─── DATA UNDER STUDY

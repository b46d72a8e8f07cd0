//! Automaton Engine: a pure functional engine for finite automata
//!
//! Automata are immutable values. Every builder operation returns a new
//! automaton and leaves its input untouched, validation never fails, and a
//! simulation advances by producing new snapshots one symbol at a time.
//! Nothing in the engine performs I/O or keeps global state, so any number
//! of callers can hold and use different snapshots at once.
//!
//! # Core Concepts
//!
//! - **Automaton**: states, alphabet, transitions, start and accept states
//! - **Builder**: invariant-preserving constructors and mutators
//! - **Validation**: predicates, reachability and an aggregated report
//! - **Simulation**: deterministic, step-by-step execution with a trace
//! - **Exchange**: list-based records and versioned snapshots
//!
//! # Example
//!
//! ```rust
//! use automaton_engine::core::{Automaton, AutomatonKind, Label};
//! use automaton_engine::simulation::run_simulation;
//! use automaton_engine::validation::validation_report;
//!
//! // Binary strings containing at least one "1"
//! let a = Automaton::new(AutomatonKind::Dfa, ["0", "1"])?;
//! let (a, seen) = a.add_state();
//! let a = a
//!     .add_transition(0, [0], Label::symbol("0"))?
//!     .add_transition(0, [seen], Label::symbol("1"))?
//!     .add_transition(seen, [seen], Label::symbol("0"))?
//!     .add_transition(seen, [seen], Label::symbol("1"))?
//!     .add_accept_state(seen)?;
//!
//! assert!(validation_report(&a).valid);
//!
//! let run = run_simulation(&a, "001").unwrap();
//! assert!(run.is_accepted());
//! assert_eq!(run.execution_trace().last().unwrap(), "Result: ACCEPTED");
//! # Ok::<(), automaton_engine::builder::BuildError>(())
//! ```

pub mod builder;
pub mod core;
pub mod exchange;
pub mod simulation;
pub mod validation;

// Re-export commonly used types
pub use builder::BuildError;
pub use self::core::{Automaton, AutomatonKind, Label, StateId, Transition};
pub use simulation::{Simulation, SimulationError};
pub use validation::ValidationReport;
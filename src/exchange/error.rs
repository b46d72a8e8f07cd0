//! Exchange error types.

use crate::builder::BuildError;
use thiserror::Error;

/// Errors that can occur while encoding, decoding or restoring automata
#[derive(Debug, Clone, Error, PartialEq, Eq)]
pub enum ExchangeError {
    /// Serialization to JSON or binary format failed
    #[error("Serialization failed: {0}")]
    SerializationFailed(String),

    /// Deserialization from JSON or binary format failed
    #[error("Deserialization failed: {0}")]
    DeserializationFailed(String),

    /// Snapshot version is not supported by this version
    #[error("Unsupported snapshot version {found}, supported: {supported}")]
    UnsupportedVersion { found: u32, supported: u32 },

    /// Record is malformed in a way the builder cannot express
    #[error("Record validation failed: {0}")]
    ValidationFailed(String),

    /// Replaying the record through the builder failed
    #[error("Record rejected by builder: {0}")]
    Build(#[from] BuildError),
}
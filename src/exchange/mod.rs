//! Persistence and exchange of automata.
//!
//! The engine itself performs no I/O. This module only converts between
//! [`Automaton`] values and a serializable, list-based [`AutomatonRecord`],
//! and wraps records in a versioned [`Snapshot`] that can be encoded as JSON
//! or compact binary. Where the bytes go is up to the caller.
//!
//! Restoring always replays the record through the builder, so a snapshot
//! cannot smuggle in an automaton the builder would have refused.

use crate::core::Automaton;
use chrono::{DateTime, Utc};
use serde::{Deserialize, Serialize};
use uuid::Uuid;

pub mod error;
mod record;

pub use error::ExchangeError;
pub use record::{AutomatonRecord, TransitionRecord};

/// Version identifier for snapshot format
pub const SNAPSHOT_VERSION: u32 = 1;

/// Wire encoding used by [`Snapshot::encode`] and [`Snapshot::decode`].
#[derive(Clone, Copy, Debug, Default, PartialEq, Eq)]
pub enum Encoding {
    /// Pretty-printed JSON, readable by other tools
    #[default]
    Json,
    /// bincode
    Binary,
}

/// A serializable copy of an automaton with identifying metadata.
///
/// # Example
///
/// ```rust
/// use automaton_engine::core::{Automaton, AutomatonKind};
/// use automaton_engine::exchange::{Encoding, Snapshot};
///
/// let a = Automaton::new(AutomatonKind::Dfa, ["0", "1"]).unwrap();
/// let (a, _) = a.add_state();
///
/// let bytes = Snapshot::capture(&a).encode(Encoding::Binary).unwrap();
/// let restored = Snapshot::decode(Encoding::Binary, &bytes)
///     .unwrap()
///     .restore()
///     .unwrap();
///
/// assert_eq!(restored, a);
/// ```
#[derive(Clone, Debug, PartialEq, Serialize, Deserialize)]
#[serde(rename_all = "camelCase")]
pub struct Snapshot {
    /// Snapshot format version
    pub version: u32,

    /// Unique snapshot identifier
    pub id: Uuid,

    /// When the snapshot was taken
    pub exported_at: DateTime<Utc>,

    /// The automaton itself
    pub automaton: AutomatonRecord,
}

impl Snapshot {
    /// Take a snapshot of `automaton` stamped with a fresh id and the
    /// current time.
    pub fn capture(automaton: &Automaton) -> Self {
        Self {
            version: SNAPSHOT_VERSION,
            id: Uuid::new_v4(),
            exported_at: Utc::now(),
            automaton: AutomatonRecord::from(automaton),
        }
    }

    /// Rebuild the automaton, rejecting snapshots from other format versions.
    pub fn restore(&self) -> Result<Automaton, ExchangeError> {
        if self.version != SNAPSHOT_VERSION {
            return Err(ExchangeError::UnsupportedVersion {
                found: self.version,
                supported: SNAPSHOT_VERSION,
            });
        }
        Automaton::try_from(self.automaton.clone())
    }

    pub fn to_json(&self) -> Result<String, ExchangeError> {
        serde_json::to_string_pretty(self)
            .map_err(|e| ExchangeError::SerializationFailed(e.to_string()))
    }

    pub fn from_json(json: &str) -> Result<Self, ExchangeError> {
        serde_json::from_str(json)
            .map_err(|e| ExchangeError::DeserializationFailed(e.to_string()))
    }

    pub fn to_bytes(&self) -> Result<Vec<u8>, ExchangeError> {
        bincode::serialize(self).map_err(|e| ExchangeError::SerializationFailed(e.to_string()))
    }

    pub fn from_bytes(bytes: &[u8]) -> Result<Self, ExchangeError> {
        bincode::deserialize(bytes)
            .map_err(|e| ExchangeError::DeserializationFailed(e.to_string()))
    }

    pub fn encode(&self, encoding: Encoding) -> Result<Vec<u8>, ExchangeError> {
        match encoding {
            Encoding::Json => self.to_json().map(String::into_bytes),
            Encoding::Binary => self.to_bytes(),
        }
    }

    pub fn decode(encoding: Encoding, bytes: &[u8]) -> Result<Self, ExchangeError> {
        match encoding {
            Encoding::Json => {
                let json = std::str::from_utf8(bytes)
                    .map_err(|e| ExchangeError::DeserializationFailed(e.to_string()))?;
                Self::from_json(json)
            }
            Encoding::Binary => Self::from_bytes(bytes),
        }
    }
}
//! Reachability analysis from the start state.

use super::predicates::has_start_state;
use crate::core::{Automaton, StateId};
use std::collections::{BTreeSet, HashMap, VecDeque};

/// States reachable from the start state, the start state included.
///
/// Breadth-first over the graph where every transition contributes one edge
/// per destination. Labels are ignored, so epsilon edges count too. Returns
/// an empty set when the start state is missing.
pub fn reachable_states(automaton: &Automaton) -> BTreeSet<StateId> {
    if !has_start_state(automaton) {
        return BTreeSet::new();
    }

    let mut edges: HashMap<StateId, Vec<StateId>> = HashMap::new();
    for transition in &automaton.transitions {
        edges
            .entry(transition.from)
            .or_default()
            .extend(transition.to.iter().copied());
    }

    let mut visited = BTreeSet::from([automaton.start_state]);
    let mut not_visited = VecDeque::from([automaton.start_state]);

    while let Some(state) = not_visited.pop_front() {
        for &target in edges.get(&state).into_iter().flatten() {
            if visited.insert(target) {
                not_visited.push_back(target);
            }
        }
    }

    tracing::trace!(
        start = automaton.start_state,
        reachable = visited.len(),
        "reachability traversal finished"
    );

    visited
}

/// States with no path from the start state.
///
/// Every state is orphaned when the start state itself is missing.
///
/// # Example
///
/// ```rust
/// use automaton_engine::core::{Automaton, AutomatonKind, Label};
/// use automaton_engine::validation::orphaned_states;
/// use std::collections::BTreeSet;
///
/// let (a, q1) = Automaton::new(AutomatonKind::Dfa, ["x"]).unwrap().add_state();
/// let (a, extra) = a.add_state();
/// let a = a
///     .add_transition(0, [q1], Label::symbol("x")).unwrap()
///     .add_transition(q1, [0], Label::symbol("x")).unwrap();
///
/// assert_eq!(orphaned_states(&a), BTreeSet::from([extra]));
/// ```
pub fn orphaned_states(automaton: &Automaton) -> BTreeSet<StateId> {
    let reachable = reachable_states(automaton);
    automaton
        .states
        .difference(&reachable)
        .copied()
        .collect()
}
//! Transition edges and their labels.

use super::automaton::StateId;
use std::collections::BTreeSet;
use std::fmt;

/// What a transition consumes: one alphabet symbol, or nothing at all.
#[derive(Clone, Debug, PartialEq, Eq, Hash, PartialOrd, Ord)]
pub enum Label {
    /// A member of the automaton's alphabet.
    Symbol(String),
    /// The epsilon marker. Only meaningful for NFA automata.
    Epsilon,
}

impl Label {
    /// Convenience constructor for [`Label::Symbol`].
    pub fn symbol(symbol: impl Into<String>) -> Self {
        Self::Symbol(symbol.into())
    }

    pub fn is_epsilon(&self) -> bool {
        matches!(self, Self::Epsilon)
    }

    /// The symbol text, or `None` for epsilon.
    pub fn as_symbol(&self) -> Option<&str> {
        match self {
            Self::Symbol(symbol) => Some(symbol),
            Self::Epsilon => None,
        }
    }
}

impl fmt::Display for Label {
    fn fmt(&self, f: &mut fmt::Formatter<'_>) -> fmt::Result {
        match self {
            Self::Symbol(symbol) => write!(f, "'{symbol}'"),
            Self::Epsilon => write!(f, "ε"),
        }
    }
}

/// A directed edge of an automaton.
///
/// The destination is a set for both automaton kinds. A DFA restricts it to
/// exactly one member, but that rule is enforced by the builder and checked
/// by the validator rather than by this type.
#[derive(Clone, Debug, PartialEq, Eq)]
pub struct Transition {
    /// Source state
    pub from: StateId,
    /// Destination states, never empty when built through the builder
    pub to: BTreeSet<StateId>,
    /// Consumed symbol or epsilon
    pub label: Label,
}

impl Transition {
    /// Whether this edge leaves `state` on `label`.
    pub fn matches(&self, state: StateId, label: &Label) -> bool {
        self.from == state && &self.label == label
    }

    /// The sole destination, if the destination set is a singleton.
    pub fn single_target(&self) -> Option<StateId> {
        match self.to.len() {
            1 => self.to.iter().next().copied(),
            _ => None,
        }
    }
}

#[cfg(test)]
mod tests {
    use super::*;

    #[test]
    fn label_display_quotes_symbols() {
        assert_eq!(Label::symbol("a").to_string(), "'a'");
        assert_eq!(Label::Epsilon.to_string(), "ε");
    }

    #[test]
    fn single_target_requires_singleton() {
        let single = Transition {
            from: 0,
            to: BTreeSet::from([3]),
            label: Label::symbol("a"),
        };
        assert_eq!(single.single_target(), Some(3));

        let multi = Transition {
            to: BTreeSet::from([1, 2]),
            ..single.clone()
        };
        assert_eq!(multi.single_target(), None);
    }

    #[test]
    fn matches_checks_source_and_label() {
        let transition = Transition {
            from: 1,
            to: BTreeSet::from([2]),
            label: Label::symbol("x"),
        };

        assert!(transition.matches(1, &Label::symbol("x")));
        assert!(!transition.matches(2, &Label::symbol("x")));
        assert!(!transition.matches(1, &Label::Epsilon));
    }
}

──────

• BRIEF:
Find how many lines in the data above include the string "values", and give that number alone.

• YOUR RESPONSE:
2